//! End-to-end properties of a full generation run.

use pretty_assertions::assert_eq;

use cotejar::suite::{RustBackend, Session, Summary};

fn generate() -> (String, Summary) {
    let mut out = Vec::new();
    let summary = Session::new()
        .generate(&RustBackend::default(), &mut out)
        .expect("generation succeeds");
    (String::from_utf8(out).expect("suite is utf-8"), summary)
}

/// Extract the body of one test case by its function name.
fn case_body<'a>(suite: &'a str, name: &str) -> &'a str {
    let open = format!("fn {name}() {{");
    let start = suite.find(&open).unwrap_or_else(|| panic!("case `{name}` missing"));
    let rest = &suite[start..];
    let end = rest.find("\n    }").expect("case terminates");
    &rest[..end]
}

#[test]
fn generation_is_byte_identical_across_runs() {
    let (first, _) = generate();
    let (second, _) = generate();
    assert_eq!(first, second);
}

#[test]
fn add_operator_case_matches_contract() {
    // The both-array `add` case: two operand declarations, two input
    // verification blocks, one `+` invocation, one output block, seed first.
    let (suite, _) = generate();
    let body = case_body(&suite, "test_add_op");

    let seed_pos = body.find("Stream::seed(").expect("seed pin present");
    let a_pos = body.find("let a = stream.normal(&[4, 3]);").expect("lhs declared");
    let b_pos = body.find("let b = stream.normal(&[4, 3]);").expect("rhs declared");
    assert!(seed_pos < a_pos && a_pos < b_pos, "seed must precede operands");

    assert_eq!(body.matches("assert_eq!(a.shape(), [4, 3]);").count(), 1);
    assert_eq!(body.matches("assert_eq!(b.shape(), [4, 3]);").count(), 1);
    assert_eq!(body.matches("let result = &a + &b;").count(), 1);
    assert_eq!(body.matches("assert_eq!(result.shape(), [4, 3]);").count(), 1);
}

#[test]
fn comparison_cases_render_boolean_reductions_only() {
    let (suite, _) = generate();
    let body = case_body(&suite, "test_equal_op");
    assert!(body.contains("let result = a.eq(&b);"));
    assert!(body.contains("assert_eq!(result.all(),"));
    assert!(body.contains("assert_eq!(result.any(),"));
    assert!(!body.contains("result.mean()"));
    assert!(!body.contains("result.sum()"));
}

#[test]
fn every_tolerance_is_two_percent_of_the_statistic() {
    let (suite, _) = generate();
    let mut checked = 0usize;
    for line in suite.lines() {
        let line = line.trim();
        let Some(args) = line
            .strip_prefix("assert_close!(")
            .and_then(|l| l.strip_suffix(");"))
        else {
            continue;
        };
        let parts: Vec<&str> = args.split(", ").collect();
        assert_eq!(parts.len(), 3, "malformed assertion: {line}");
        if !parts[0].ends_with(".mean()") && !parts[0].ends_with(".sum()") {
            continue; // the seed sanity case uses a fixed accuracy
        }
        let value: f32 = parts[1].parse().expect("value literal parses");
        let accuracy: f32 = parts[2].parse().expect("accuracy literal parses");
        let expected = cotejar::suite::verify::accuracy_for(value);
        assert_eq!(
            accuracy.to_bits(),
            expected.to_bits(),
            "tolerance {accuracy} is not 2% of {value}"
        );
        checked += 1;
    }
    assert!(checked > 500, "expected many statistics, found {checked}");
}

#[test]
fn fft_cases_split_complex_results_only() {
    let (suite, summary) = generate();
    // 12 transforms x 4 variants; the three inverse-real transforms (irfft,
    // irfft2, irfftn) produce real outputs verified directly.
    assert_eq!(summary.fft_cases, 48);
    let splits = suite.matches("let result_real = result.real();").count();
    assert_eq!(splits, 36);
}

#[test]
fn integer_ranged_arguments_stay_below_the_embedding_count() {
    // The embedding case synthesizes integer inputs in [0, 10) against a
    // ten-entry table; out-of-range lookups would abort generation.
    let (suite, _) = generate();
    let body = case_body(&suite, "test_embedding");
    assert!(body.contains("stream.randint(0, 10, &[2, 8, 8, 4])"));
    assert!(body.contains("Embedding::new(&mut stream, 10, 8)"));
    assert!(body.contains("assert_eq!(a.dtype(), Dtype::Int32);"));
}

#[test]
fn shared_base_names_get_distinct_identifiers() {
    let (suite, _) = generate();
    // `sum` exists as method and free function, bare/axis/axes: six cases.
    for name in ["test_sum", "test_sum1", "test_sum2", "test_sum3", "test_sum4", "test_sum5"] {
        assert!(
            suite.contains(&format!("fn {name}() {{")),
            "missing case `{name}`"
        );
    }
}

#[test]
fn normalization_layers_verify_subsets() {
    let (suite, _) = generate();
    let layer_norm = case_body(&suite, "test_layer_norm");
    assert!(layer_norm.contains(".index_last(0)"));
    let instance_norm = case_body(&suite, "test_instance_norm");
    assert!(instance_norm.contains(".index_prefix(&[0, 0])"));
    // RMS norm keeps the full output: no subset suffix on its forward line.
    let rms = case_body(&suite, "test_rms_norm");
    assert!(rms.contains("layer.forward(&mut stream, &a);"));
}

#[test]
fn optimizer_cases_pin_the_learning_rate_and_key() {
    let (suite, summary) = generate();
    // 9 optimizers + 4 hyperparameter variants + the Adafactor vector case.
    assert_eq!(summary.optimizer_cases, 14);
    let body = case_body(&suite, "test_sgd");
    assert!(body.contains("Sgd::new(0.1)"));
    assert!(body.contains("gradients.insert(\"a\", a_grad.clone());"));
    assert!(body.contains("result[\"a\"]"));
}

#[test]
fn pow_operands_are_positive_bounded() {
    let (suite, _) = generate();
    let body = case_body(&suite, "test_pow_op");
    assert_eq!(
        body.matches("stream.uniform(0.1, 2.0, &[4, 3])").count(),
        2,
        "both pow operands draw from the positive range"
    );
    assert!(body.contains("let result = a.pow(&b);"));
}

#[test]
fn quantization_case_verifies_all_three_outputs() {
    let (suite, _) = generate();
    let body = case_body(&suite, "test_quantize");
    assert!(body.contains("let (wq, scales, biases) = quantize(&w, 64, 8);"));
    assert!(body.contains("assert_eq!(wq.shape(), [32, 256]);"));
    assert!(body.contains("assert_eq!(scales.shape(), [32, 4]);"));
    assert!(body.contains("assert_eq!(biases.shape(), [32, 4]);"));
    assert!(body.contains("assert_eq!(wq.dtype(), Dtype::Int32);"));
}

━━━━━━━━

- [The problem]
Copy out each line of the entries that holds "missing".

- [Solution]
    let start = suite.find(&open).unwrap_or_else(|| panic!("case `{name}` missing"));
            "missing case `{name}`"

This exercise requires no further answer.